**Records provided:**
====

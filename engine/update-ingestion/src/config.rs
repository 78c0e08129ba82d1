//! Configuration for an ingestion session and its update endpoint

use crate::{
    DEFAULT_BACKOFF_BASE_MS, DEFAULT_BACKOFF_MAX_MS, DEFAULT_DEQUEUE_TIMEOUT_MS,
    DEFAULT_ENQUEUE_TIMEOUT_MS, DEFAULT_QUEUE_CAPACITY, DEFAULT_SHUTDOWN_TIMEOUT_MS,
};
use serde::{Deserialize, Serialize};
use std::time::Duration;

/// Queue, timing and backoff settings for an IngestionSession
#[derive(Debug, Clone, Serialize, Deserialize)]
#[serde(default)]
pub struct SessionConfig {
    /// Maximum number of updates waiting for the callback
    pub queue_capacity: usize,

    /// How long the poll task waits for queue space before dropping an update
    pub enqueue_timeout_ms: u64,

    /// How long the drain loop waits for an update before re-checking for shutdown
    pub dequeue_timeout_ms: u64,

    /// Retry delay after failed polls
    pub backoff: BackoffConfig,

    /// Bounded wait for both tasks on stop
    pub shutdown_timeout_ms: u64,
}

/// Exponential backoff between failed polls
#[derive(Debug, Clone, Serialize, Deserialize)]
#[serde(default)]
pub struct BackoffConfig {
    /// Backoff unit; the delay after the first failure is twice this
    pub base_ms: u64,

    /// Upper bound for the delay
    pub max_ms: u64,
}

/// Remote long-poll endpoint
#[derive(Debug, Clone, Serialize, Deserialize)]
#[serde(default)]
pub struct EndpointConfig {
    pub base_url: String,

    /// Long-poll timeout passed to the server
    pub poll_timeout_secs: u64,

    /// Maximum number of updates per response
    pub limit: u32,
}

impl Default for SessionConfig {
    fn default() -> Self {
        Self {
            queue_capacity: DEFAULT_QUEUE_CAPACITY,
            enqueue_timeout_ms: DEFAULT_ENQUEUE_TIMEOUT_MS,
            dequeue_timeout_ms: DEFAULT_DEQUEUE_TIMEOUT_MS,
            backoff: BackoffConfig::default(),
            shutdown_timeout_ms: DEFAULT_SHUTDOWN_TIMEOUT_MS,
        }
    }
}

impl Default for BackoffConfig {
    fn default() -> Self {
        Self {
            base_ms: DEFAULT_BACKOFF_BASE_MS,
            max_ms: DEFAULT_BACKOFF_MAX_MS,
        }
    }
}

impl Default for EndpointConfig {
    fn default() -> Self {
        Self {
            base_url: "https://api.telegram.org".to_string(),
            poll_timeout_secs: 50,
            limit: 100,
        }
    }
}

impl SessionConfig {
    /// Get enqueue timeout as Duration
    pub fn enqueue_timeout(&self) -> Duration {
        Duration::from_millis(self.enqueue_timeout_ms)
    }

    /// Get dequeue timeout as Duration
    pub fn dequeue_timeout(&self) -> Duration {
        Duration::from_millis(self.dequeue_timeout_ms)
    }

    /// Get shutdown timeout as Duration
    pub fn shutdown_timeout(&self) -> Duration {
        Duration::from_millis(self.shutdown_timeout_ms)
    }

    pub fn validate(&self) -> Result<(), String> {
        if self.queue_capacity == 0 {
            return Err("queue_capacity must be greater than zero".to_string());
        }
        if self.dequeue_timeout_ms == 0 {
            return Err("dequeue_timeout_ms must be greater than zero".to_string());
        }
        self.backoff.validate()
    }
}

impl BackoffConfig {
    pub fn base(&self) -> Duration {
        Duration::from_millis(self.base_ms)
    }

    pub fn max(&self) -> Duration {
        Duration::from_millis(self.max_ms)
    }

    pub fn validate(&self) -> Result<(), String> {
        if self.base_ms == 0 {
            return Err("backoff.base_ms must be greater than zero".to_string());
        }
        if self.max_ms < self.base_ms {
            return Err("backoff.max_ms must not be below backoff.base_ms".to_string());
        }
        Ok(())
    }
}

impl EndpointConfig {
    /// HTTP timeout for one long-poll request, a little above the server-side timeout
    pub fn request_timeout(&self) -> Duration {
        Duration::from_secs(self.poll_timeout_secs + 5)
    }

    pub fn validate(&self) -> Result<(), String> {
        if self.base_url.is_empty() {
            return Err("endpoint.base_url must not be empty".to_string());
        }
        if self.limit == 0 {
            return Err("endpoint.limit must be greater than zero".to_string());
        }
        Ok(())
    }
}

#[cfg(test)]
mod tests {
    use super::*;

    #[test]
    fn test_session_config_default() {
        let config = SessionConfig::default();
        assert_eq!(config.queue_capacity, 1000);
        assert_eq!(config.enqueue_timeout(), Duration::from_millis(100));
        assert_eq!(config.dequeue_timeout(), Duration::from_secs(1));
        assert_eq!(config.shutdown_timeout(), Duration::from_secs(5));
        assert_eq!(config.backoff.base(), Duration::from_secs(1));
        assert_eq!(config.backoff.max(), Duration::from_secs(30));
        assert!(config.validate().is_ok());
    }

    #[test]
    fn test_endpoint_config_default() {
        let endpoint = EndpointConfig::default();
        assert_eq!(endpoint.base_url, "https://api.telegram.org");
        assert_eq!(endpoint.request_timeout(), Duration::from_secs(55));
        assert!(endpoint.validate().is_ok());
    }

    #[test]
    fn test_session_config_validation() {
        let config = SessionConfig {
            queue_capacity: 0,
            ..Default::default()
        };
        assert!(config.validate().is_err());

        let config = SessionConfig {
            backoff: BackoffConfig {
                base_ms: 2000,
                max_ms: 1000,
            },
            ..Default::default()
        };
        assert!(config.validate().is_err());
    }

    #[test]
    fn test_partial_deserialize_keeps_defaults() {
        let json = r#"{"queue_capacity": 2, "backoff": {"max_ms": 5000}}"#;
        let config: SessionConfig = serde_json::from_str(json).unwrap();
        assert_eq!(config.queue_capacity, 2);
        assert_eq!(config.enqueue_timeout_ms, 100);
        assert_eq!(config.backoff.base_ms, 1000);
        assert_eq!(config.backoff.max_ms, 5000);
    }
}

====

**Exercise aim:** Each line in the material above must be retyped without alteration.

**The completed task:**
filename engine/update-ingestion/src/config.rs
repository 78c0e08129ba82d1
//! Configuration for an ingestion session and its update endpoint

use crate::{
    DEFAULT_BACKOFF_BASE_MS, DEFAULT_BACKOFF_MAX_MS, DEFAULT_DEQUEUE_TIMEOUT_MS,
    DEFAULT_ENQUEUE_TIMEOUT_MS, DEFAULT_QUEUE_CAPACITY, DEFAULT_SHUTDOWN_TIMEOUT_MS,
};
use serde::{Deserialize, Serialize};
use std::time::Duration;

/// Queue, timing and backoff settings for an IngestionSession
#[derive(Debug, Clone, Serialize, Deserialize)]
#[serde(default)]
pub struct SessionConfig {
    /// Maximum number of updates waiting for the callback
    pub queue_capacity: usize,

    /// How long the poll task waits for queue space before dropping an update
    pub enqueue_timeout_ms: u64,

    /// How long the drain loop waits for an update before re-checking for shutdown
    pub dequeue_timeout_ms: u64,

    /// Retry delay after failed polls
    pub backoff: BackoffConfig,

    /// Bounded wait for both tasks on stop
    pub shutdown_timeout_ms: u64,
}

/// Exponential backoff between failed polls
#[derive(Debug, Clone, Serialize, Deserialize)]
#[serde(default)]
pub struct BackoffConfig {
    /// Backoff unit; the delay after the first failure is twice this
    pub base_ms: u64,

    /// Upper bound for the delay
    pub max_ms: u64,
}

/// Remote long-poll endpoint
#[derive(Debug, Clone, Serialize, Deserialize)]
#[serde(default)]
pub struct EndpointConfig {
    pub base_url: String,

    /// Long-poll timeout passed to the server
    pub poll_timeout_secs: u64,

    /// Maximum number of updates per response
    pub limit: u32,
}

impl Default for SessionConfig {
    fn default() -> Self {
        Self {
            queue_capacity: DEFAULT_QUEUE_CAPACITY,
            enqueue_timeout_ms: DEFAULT_ENQUEUE_TIMEOUT_MS,
            dequeue_timeout_ms: DEFAULT_DEQUEUE_TIMEOUT_MS,
            backoff: BackoffConfig::default(),
            shutdown_timeout_ms: DEFAULT_SHUTDOWN_TIMEOUT_MS,
        }
    }
}

impl Default for BackoffConfig {
    fn default() -> Self {
        Self {
            base_ms: DEFAULT_BACKOFF_BASE_MS,
            max_ms: DEFAULT_BACKOFF_MAX_MS,
        }
    }
}

impl Default for EndpointConfig {
    fn default() -> Self {
        Self {
            base_url: "https://api.telegram.org".to_string(),
            poll_timeout_secs: 50,
            limit: 100,
        }
    }
}

impl SessionConfig {
    /// Get enqueue timeout as Duration
    pub fn enqueue_timeout(&self) -> Duration {
        Duration::from_millis(self.enqueue_timeout_ms)
    }

    /// Get dequeue timeout as Duration
    pub fn dequeue_timeout(&self) -> Duration {
        Duration::from_millis(self.dequeue_timeout_ms)
    }

    /// Get shutdown timeout as Duration
    pub fn shutdown_timeout(&self) -> Duration {
        Duration::from_millis(self.shutdown_timeout_ms)
    }

    pub fn validate(&self) -> Result<(), String> {
        if self.queue_capacity == 0 {
            return Err("queue_capacity must be greater than zero".to_string());
        }
        if self.dequeue_timeout_ms == 0 {
            return Err("dequeue_timeout_ms must be greater than zero".to_string());
        }
        self.backoff.validate()
    }
}

impl BackoffConfig {
    pub fn base(&self) -> Duration {
        Duration::from_millis(self.base_ms)
    }

    pub fn max(&self) -> Duration {
        Duration::from_millis(self.max_ms)
    }

    pub fn validate(&self) -> Result<(), String> {
        if self.base_ms == 0 {
            return Err("backoff.base_ms must be greater than zero".to_string());
        }
        if self.max_ms < self.base_ms {
            return Err("backoff.max_ms must not be below backoff.base_ms".to_string());
        }
        Ok(())
    }
}

impl EndpointConfig {
    /// HTTP timeout for one long-poll request, a little above the server-side timeout
    pub fn request_timeout(&self) -> Duration {
        Duration::from_secs(self.poll_timeout_secs + 5)
    }

    pub fn validate(&self) -> Result<(), String> {
        if self.base_url.is_empty() {
            return Err("endpoint.base_url must not be empty".to_string());
        }
        if self.limit == 0 {
            return Err("endpoint.limit must be greater than zero".to_string());
        }
        Ok(())
    }
}

#[cfg(test)]
mod tests {
    use super::*;

    #[test]
    fn test_session_config_default() {
        let config = SessionConfig::default();
        assert_eq!(config.queue_capacity, 1000);
        assert_eq!(config.enqueue_timeout(), Duration::from_millis(100));
        assert_eq!(config.dequeue_timeout(), Duration::from_secs(1));
        assert_eq!(config.shutdown_timeout(), Duration::from_secs(5));
        assert_eq!(config.backoff.base(), Duration::from_secs(1));
        assert_eq!(config.backoff.max(), Duration::from_secs(30));
        assert!(config.validate().is_ok());
    }

    #[test]
    fn test_endpoint_config_default() {
        let endpoint = EndpointConfig::default();
        assert_eq!(endpoint.base_url, "https://api.telegram.org");
        assert_eq!(endpoint.request_timeout(), Duration::from_secs(55));
        assert!(endpoint.validate().is_ok());
    }

    #[test]
    fn test_session_config_validation() {
        let config = SessionConfig {
            queue_capacity: 0,
            ..Default::default()
        };
        assert!(config.validate().is_err());

        let config = SessionConfig {
            backoff: BackoffConfig {
                base_ms: 2000,
                max_ms: 1000,
            },
            ..Default::default()
        };
        assert!(config.validate().is_err());
    }

    #[test]
    fn test_partial_deserialize_keeps_defaults() {
        let json = r#"{"queue_capacity": 2, "backoff": {"max_ms": 5000}}"#;
        let config: SessionConfig = serde_json::from_str(json).unwrap();
        assert_eq!(config.queue_capacity, 2);
        assert_eq!(config.enqueue_timeout_ms, 100);
        assert_eq!(config.backoff.base_ms, 1000);
        assert_eq!(config.backoff.max_ms, 5000);
    }
}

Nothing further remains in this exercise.